The champion among the supermajors was, once again, Shell. Quarterly profits were down by 15%, with Shell citing prices and lower chemicals margins. Upstream profits were down 51.9% y-o-y, but Shell’s broader focus on downstream and natural gas over the past few years has paid off, with the downstream and integrated gas units reporting adjusted income that were 7.1% and 16.7% higher than Q318. Buoyed by this, Shell announced that it was launching the next tranche of its share buyback programme, repurchasing US$2.75 billion worth of shares up to January 2020 as part of its major, 3-ear US$25 billion buyback programme.
Total also performed relatively well. That doesn’t mean it was immune from the overall market trends, it was shielded by the start-up of the Culzean gas field in the UK North Sea bolstering its bottom line. Output contribution from Culzean, which started up in June, helped overall production rise to 3 mmboe/d. Better performance is expected in Q419, as the startup of Equinor’s massive Johan Sverdrup field, in which Total owns a 8.44% stake which should allow y-o-y production growth to reach 9%, up from the current 8%.

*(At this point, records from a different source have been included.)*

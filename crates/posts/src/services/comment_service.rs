//! Threaded comments on posts.

use std::collections::HashMap;

use sqlx::SqlitePool;
use tracing::info;

use kinnect_database::graph::delete_comment_graph;
use kinnect_database::{new_id, timestamp, Comment, PostRepository, ServiceError, ServiceResult};

use super::{load_post, visible_post};
use crate::types::{CommentNode, NewComment};

const COMMENT_COLUMNS: &str = "id, post_id, author_id, parent_id, content, created_at, updated_at";

/// Deepest nesting level of a reply; top-level comments sit at level 0.
/// Replying below it attaches the reply next to its would-be parent instead.
pub const MAX_REPLY_DEPTH: usize = 5;

#[derive(Clone)]
pub struct CommentService {
    pool: SqlitePool,
    post_repository: PostRepository,
}

impl CommentService {
    pub fn new(pool: SqlitePool) -> Self {
        Self {
            post_repository: PostRepository::new(pool.clone()),
            pool,
        }
    }

    /// Comment on a post the user can see. Replies must stay within the same
    /// post and are flattened once they reach [`MAX_REPLY_DEPTH`].
    pub async fn create(&self, post_id: &str, user_id: &str, input: NewComment) -> ServiceResult<Comment> {
        visible_post(&self.post_repository, post_id, user_id).await?;

        let parent_id = match &input.parent_id {
            Some(parent_id) => Some(self.reply_parent(post_id, parent_id).await?),
            None => None,
        };

        let id = new_id();
        let now = timestamp();
        sqlx::query(
            "INSERT INTO comments (id, post_id, author_id, parent_id, content, created_at, updated_at)
             VALUES (?, ?, ?, ?, ?, ?, ?)",
        )
        .bind(&id)
        .bind(post_id)
        .bind(user_id)
        .bind(&parent_id)
        .bind(input.content.trim())
        .bind(&now)
        .bind(&now)
        .execute(&self.pool)
        .await?;

        info!(comment_id = %id, post_id, user_id, reply = parent_id.is_some(), "added comment");
        self.load(&id).await
    }

    /// The comment a reply to `parent_id` is stored under.
    async fn reply_parent(&self, post_id: &str, parent_id: &str) -> ServiceResult<String> {
        // Nearest first: the parent, its parent, and so on up to the top-level comment.
        let ancestors: Vec<(String, String)> = sqlx::query_as(
            "WITH RECURSIVE ancestors(id, post_id, parent_id, level) AS (
                 SELECT id, post_id, parent_id, 0 FROM comments WHERE id = ?
                 UNION ALL
                 SELECT c.id, c.post_id, c.parent_id, a.level + 1
                 FROM comments c JOIN ancestors a ON c.id = a.parent_id
             )
             SELECT id, post_id FROM ancestors ORDER BY level",
        )
        .bind(parent_id)
        .fetch_all(&self.pool)
        .await?;

        match ancestors.first() {
            Some((_, parent_post)) if parent_post == post_id => {}
            _ => return Err(ServiceError::bad_request("Parent comment does not belong to this post")),
        }

        let chain: Vec<String> = ancestors.into_iter().map(|(id, _)| id).collect();
        Ok(capped_parent(&chain).to_string())
    }

    /// Top-level comments, oldest first, each with its replies nested below it.
    pub async fn thread(&self, post_id: &str, user_id: &str) -> ServiceResult<Vec<CommentNode>> {
        visible_post(&self.post_repository, post_id, user_id).await?;

        let comments = sqlx::query_as::<_, CommentNode>(
            "SELECT c.id, c.post_id, c.author_id, c.parent_id, c.content, c.created_at, c.updated_at,
                    u.username, u.first_name, u.last_name, u.profile_picture
             FROM comments c
             JOIN users u ON u.id = c.author_id
             WHERE c.post_id = ?
             ORDER BY c.created_at, c.id",
        )
        .bind(post_id)
        .fetch_all(&self.pool)
        .await?;

        Ok(build_tree(comments))
    }

    /// The comment's author or the post's author may delete. Replies go with it.
    pub async fn delete(&self, comment_id: &str, user_id: &str) -> ServiceResult<()> {
        let comment = self.load(comment_id).await?;
        if comment.author_id != user_id {
            let post = load_post(&self.post_repository, &comment.post_id).await?;
            if post.author_id != user_id {
                return Err(ServiceError::forbidden("You cannot delete this comment"));
            }
        }

        let mut tx = self.pool.begin().await?;
        let removed = delete_comment_graph(&mut tx, comment_id).await?;
        tx.commit().await?;

        info!(comment_id, user_id, removed, "deleted comment");
        Ok(())
    }

    async fn load(&self, comment_id: &str) -> ServiceResult<Comment> {
        sqlx::query_as::<_, Comment>(&format!("SELECT {COMMENT_COLUMNS} FROM comments WHERE id = ?"))
            .bind(comment_id)
            .fetch_optional(&self.pool)
            .await?
            .ok_or_else(|| ServiceError::not_found("Comment"))
    }
}

/// Where a reply lands given its parent's ancestry, nearest first. A parent
/// already at [`MAX_REPLY_DEPTH`] hands the reply to its deepest allowed ancestor.
fn capped_parent(chain: &[String]) -> &str {
    let parent_depth = chain.len().saturating_sub(1);
    if parent_depth < MAX_REPLY_DEPTH {
        &chain[0]
    } else {
        &chain[chain.len() - MAX_REPLY_DEPTH]
    }
}

/// Nest a flat, chronologically ordered list by `parent_id`.
///
/// Threads stored deeper than [`MAX_REPLY_DEPTH`] are folded back to that
/// depth, so the result stays shallow whatever the table holds.
fn build_tree(comments: Vec<CommentNode>) -> Vec<CommentNode> {
    let mut children: HashMap<String, Vec<String>> = HashMap::new();
    let mut roots = Vec::new();
    let mut nodes: HashMap<String, CommentNode> = HashMap::with_capacity(comments.len());
    for comment in comments {
        let id = comment.comment.id.clone();
        match &comment.comment.parent_id {
            Some(parent) => children.entry(parent.clone()).or_default().push(id.clone()),
            None => roots.push(id.clone()),
        }
        nodes.insert(id, comment);
    }

    // Preorder walk assigning each comment the parent it is shown under.
    let mut placed: Vec<(String, Option<String>)> = Vec::with_capacity(nodes.len());
    let mut stack: Vec<(String, Option<String>, usize)> =
        roots.into_iter().rev().map(|id| (id, None, 0)).collect();
    while let Some((id, parent, depth)) = stack.pop() {
        if let Some(kids) = children.get(&id) {
            let (kid_parent, kid_depth) = if depth < MAX_REPLY_DEPTH {
                (Some(id.clone()), depth + 1)
            } else {
                (parent.clone(), depth)
            };
            stack.extend(kids.iter().rev().map(|kid| (kid.clone(), kid_parent.clone(), kid_depth)));
        }
        placed.push((id, parent));
    }

    // Children come after their parent in preorder, so walking backwards
    // completes every subtree before it is moved into its parent.
    let mut tree = Vec::new();
    for (id, parent) in placed.into_iter().rev() {
        let Some(mut node) = nodes.remove(&id) else {
            continue;
        };
        node.replies.reverse();
        match parent.and_then(|parent| nodes.get_mut(&parent)) {
            Some(parent) => parent.replies.push(node),
            None => tree.push(node),
        }
    }
    tree.reverse();
    tree
}

#[cfg(test)]
mod tests {
    use super::*;
    use kinnect_database::UserSummary;

    fn node(id: &str, parent: Option<&str>) -> CommentNode {
        CommentNode {
            comment: Comment {
                id: id.to_string(),
                post_id: "p".to_string(),
                author_id: "u".to_string(),
                parent_id: parent.map(str::to_string),
                content: id.to_string(),
                created_at: "now".to_string(),
                updated_at: "now".to_string(),
            },
            author: UserSummary {
                id: "u".to_string(),
                username: None,
                first_name: "U".to_string(),
                last_name: "Ser".to_string(),
                profile_picture: None,
            },
            replies: Vec::new(),
        }
    }

    #[test]
    fn nests_replies_under_their_parents() {
        let tree = build_tree(vec![
            node("a", None),
            node("b", None),
            node("a1", Some("a")),
            node("a1x", Some("a1")),
            node("b1", Some("b")),
        ]);

        assert_eq!(tree.len(), 2);
        assert_eq!(tree[0].comment.id, "a");
        assert_eq!(tree[0].replies[0].comment.id, "a1");
        assert_eq!(tree[0].replies[0].replies[0].comment.id, "a1x");
        assert_eq!(tree[1].replies[0].comment.id, "b1");
    }

    #[test]
    fn orphaned_replies_are_dropped() {
        let tree = build_tree(vec![node("a", None), node("x", Some("missing"))]);
        assert_eq!(tree.len(), 1);
        assert!(tree[0].replies.is_empty());
    }

    fn depth(tree: &[CommentNode]) -> usize {
        let mut deepest = 0;
        let mut stack: Vec<(&CommentNode, usize)> = tree.iter().map(|n| (n, 0)).collect();
        while let Some((node, level)) = stack.pop() {
            deepest = deepest.max(level);
            stack.extend(node.replies.iter().map(|reply| (reply, level + 1)));
        }
        deepest
    }

    #[test]
    fn keeps_chronological_order_among_siblings() {
        let tree = build_tree(vec![
            node("a", None),
            node("a1", Some("a")),
            node("a2", Some("a")),
            node("a3", Some("a")),
        ]);
        let ids: Vec<&str> = tree[0].replies.iter().map(|r| r.comment.id.as_str()).collect();
        assert_eq!(ids, ["a1", "a2", "a3"]);
    }

    #[test]
    fn very_deep_threads_are_folded_to_the_depth_limit() {
        let mut comments = vec![node("c0", None)];
        for level in 1..20_000 {
            let parent = format!("c{}", level - 1);
            comments.push(node(&format!("c{level}"), Some(&parent)));
        }

        let tree = build_tree(comments);

        assert_eq!(tree.len(), 1);
        assert_eq!(depth(&tree), MAX_REPLY_DEPTH);

        let mut deepest = &tree[0];
        for _ in 0..MAX_REPLY_DEPTH - 1 {
            deepest = &deepest.replies[0];
        }
        assert_eq!(deepest.comment.id, format!("c{}", MAX_REPLY_DEPTH - 1));
        assert_eq!(deepest.replies.len(), 20_000 - MAX_REPLY_DEPTH);
        assert!(serde_json::to_string(&tree).is_ok());
    }

    #[test]
    fn replies_below_the_limit_attach_to_the_deepest_allowed_ancestor() {
        let chain = |len: usize| -> Vec<String> { (0..len).rev().map(|d| format!("d{d}")).collect() };

        assert_eq!(capped_parent(&chain(1)), "d0");
        assert_eq!(capped_parent(&chain(MAX_REPLY_DEPTH)), format!("d{}", MAX_REPLY_DEPTH - 1));
        assert_eq!(capped_parent(&chain(MAX_REPLY_DEPTH + 1)), format!("d{}", MAX_REPLY_DEPTH - 1));
        assert_eq!(capped_parent(&chain(MAX_REPLY_DEPTH + 40)), format!("d{}", MAX_REPLY_DEPTH - 1));
    }
}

This does reflect the general pull back from offshore among the supermajors, as the focus has defaulted to onshore opportunities of shale. In that sense, they are a victim of their own success, surging US shale production has blunted the ability of the OPEC+ club to keep prices in the higher US$60-70/b range, burdening their bottom line. The two best performers – Shell and Total – stand out as being the two with the strongest downstream and, in particular, natural gas businesses: a diversification that spreads the risk. And with prices in no position to climb back it, it is this distinction that will continue to colour performance among the world’s largest oil companies.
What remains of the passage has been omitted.